Les héros ne sont plus ce qu’ils étaient : des dizaines d’anciens policiers et pompiers new-yorkais ont été inculpés mardi 7 janvier pour une vaste fraude à la pension d’invalidité après les attentats du 11-Septembre. L’enquête, ouverte il y a deux ans, implique au total 106 suspects dont les agissements remontent pour certains à la fin des années 1980, selon le procureur de Manhattan, Cyrus Vance Jr. « La somme totale détournée sur l’argent des contribuables pourrait atteindre les 400 millions de dollars », a précisé le procureur.
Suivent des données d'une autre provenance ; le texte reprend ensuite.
//! Missive Registry - Authorization lifecycle layer
//!
//! This crate owns the consent relationship between (user, sender) pairs.
//! Each live `Authorization` binds exactly one oracle entitled to confirm
//! delivery of messages sent under it, and carries a running count of
//! those messages.
//!
//! # Architecture
//!
//! `AuthorizationRegistry` keeps the primary record store and two derived
//! indexes (user → authorized senders, sender → authorizing users) that
//! are updated in the same mutation as the record, so no caller can ever
//! observe a record without its index entries or vice versa.
//!
//! # Example
//!
//! ```
//! use missive_core::IdentityId;
//! use missive_registry::AuthorizationRegistry;
//!
//! let user = IdentityId::new_from_entropy([1u8; 32]);
//! let sender = IdentityId::new_from_entropy([2u8; 32]);
//! let oracle = IdentityId::new_from_entropy([3u8; 32]);
//!
//! let mut registry = AuthorizationRegistry::new();
//! registry.grant(user, sender, oracle).unwrap();
//! assert!(registry.is_authorized(&user, &sender));
//! ```

pub mod authorization;
pub mod error;
pub mod events;
pub mod registry;

pub use authorization::{Authorization, ContactCommitment};
pub use error::RegistryError;
pub use events::RegistryEvent;
pub use registry::AuthorizationRegistry;
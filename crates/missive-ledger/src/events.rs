//! Ledger events
//!
//! Each successful send records one `Sent` event per recipient and each
//! confirmation records one `Delivered` event, in order, in the ledger's
//! in-memory log. The versioned byte encoding matches the registry event
//! scheme.

use missive_core::{IdentityId, MessageId};
use serde::{Deserialize, Serialize};

/// Schema version for ledger event serialization
pub const LEDGER_EVENT_SCHEMA_VERSION: u32 = 1;

#[derive(Debug, Clone, Serialize, Deserialize)]
struct VersionedLedgerEvent {
    schema_version: u32,
    event: LedgerEvent,
}

/// Observable message state changes.
#[derive(Debug, Clone, PartialEq, Eq, Serialize, Deserialize)]
pub enum LedgerEvent {
    /// A message was created and indexed
    Sent {
        /// The sending identity
        sender: IdentityId,
        /// The recipient the message is addressed to
        recipient: IdentityId,
        /// The new message's id
        id: MessageId,
    },
    /// A message was confirmed delivered by its bound oracle
    Delivered {
        /// The confirmed message's id
        id: MessageId,
    },
}

impl LedgerEvent {
    /// Serialize with a schema version prefix.
    pub fn to_bytes(&self) -> Vec<u8> {
        let versioned = VersionedLedgerEvent {
            schema_version: LEDGER_EVENT_SCHEMA_VERSION,
            event: self.clone(),
        };
        bincode::serialize(&versioned).expect("LedgerEvent must serialize")
    }

    /// Deserialize from the versioned byte encoding.
    pub fn from_bytes(bytes: &[u8]) -> Option<Self> {
        let versioned: VersionedLedgerEvent = bincode::deserialize(bytes).ok()?;
        if versioned.schema_version != LEDGER_EVENT_SCHEMA_VERSION {
            return None;
        }
        Some(versioned.event)
    }
}
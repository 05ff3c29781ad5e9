//! Physical time and the synchronous time seam
//!
//! Message records carry a `PhysicalTime`; the ledger obtains it through
//! the `TimeSource` trait so tests can pin the clock.

use serde::{Deserialize, Serialize};
use std::fmt;
use std::time::{SystemTime, UNIX_EPOCH};

/// A physical wall-clock timestamp in milliseconds since the Unix epoch.
#[derive(
    Debug, Clone, Copy, PartialEq, Eq, Hash, PartialOrd, Ord, Serialize, Deserialize, Default,
)]
pub struct PhysicalTime {
    /// Milliseconds since the Unix epoch
    pub ts_ms: u64,
}

impl PhysicalTime {
    /// Create a timestamp from milliseconds since the Unix epoch.
    pub fn from_ms(ts_ms: u64) -> Self {
        Self { ts_ms }
    }
}

impl fmt::Display for PhysicalTime {
    fn fmt(&self, f: &mut fmt::Formatter<'_>) -> fmt::Result {
        write!(f, "t+{}ms", self.ts_ms)
    }
}

/// Synchronous source of physical time.
///
/// Every ledger operation is synchronous, so this is a plain trait rather
/// than an async effect. Production code uses `SystemTimeSource`; tests
/// use `FixedTimeSource` to make timestamps deterministic.
pub trait TimeSource {
    /// Current physical time.
    fn now(&self) -> PhysicalTime;
}

/// System clock time source.
#[derive(Debug, Clone, Copy, Default)]
pub struct SystemTimeSource;

impl TimeSource for SystemTimeSource {
    fn now(&self) -> PhysicalTime {
        let ts_ms = SystemTime::now()
            .duration_since(UNIX_EPOCH)
            .unwrap_or_default()
            .as_millis() as u64;
        PhysicalTime { ts_ms }
    }
}

/// Fixed time source for deterministic tests.
#[derive(Debug, Clone, Copy)]
pub struct FixedTimeSource(pub PhysicalTime);

impl FixedTimeSource {
    /// Pin the clock to the given milliseconds value.
    pub fn at_ms(ts_ms: u64) -> Self {
        Self(PhysicalTime { ts_ms })
    }
}

impl TimeSource for FixedTimeSource {
    fn now(&self) -> PhysicalTime {
        self.0
    }
}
Après les attentats, beaucoup des accusés avaient déclaré être incapables de travailler, évoquant des troubles psychiques – dépression et stress post-traumatique – pour toucher une pension d’invalidité à laquelle ils n’avaient pas droit. Dans leur demande de pension, les accusés avaient affirmé qu’ils sortaient peu de chez eux, ne voyageaient pas, et n’avaient quasiment pas d’interaction sociale, selon l’acte d’accusation.
Mais, de fait, beaucoup allaient très bien. L’un d’eux pilotait son hélicoptère, un autre jouait au black jack à Las Vegas, un autre faisait du Jet-Ski, un autre encore enseignait les arts martiaux. Certains dossiers étaient très largement antérieurs aux attentats de 2001.
FEINDRE LES SYMPTÔMES

Tous avaient été conseillés dans leurs démarches par quatre hommes, Raymond Lavallée, avocat de 83 ans, Thomas Hale, 89 ans, Joseph Esposito, un ex-policier de New York âgé de 64 ans, et John Minerva, 61 ans, consultant spécialisé dans les questions d’invalidité. « Depuis 1988 au moins, ces hommes sont accusés d’avoir formé des centaines de personnes aux façons de convaincre l’administration de la sécurité sociale de leur incapacité totale de travailler », a affirmé Cyrus Vance.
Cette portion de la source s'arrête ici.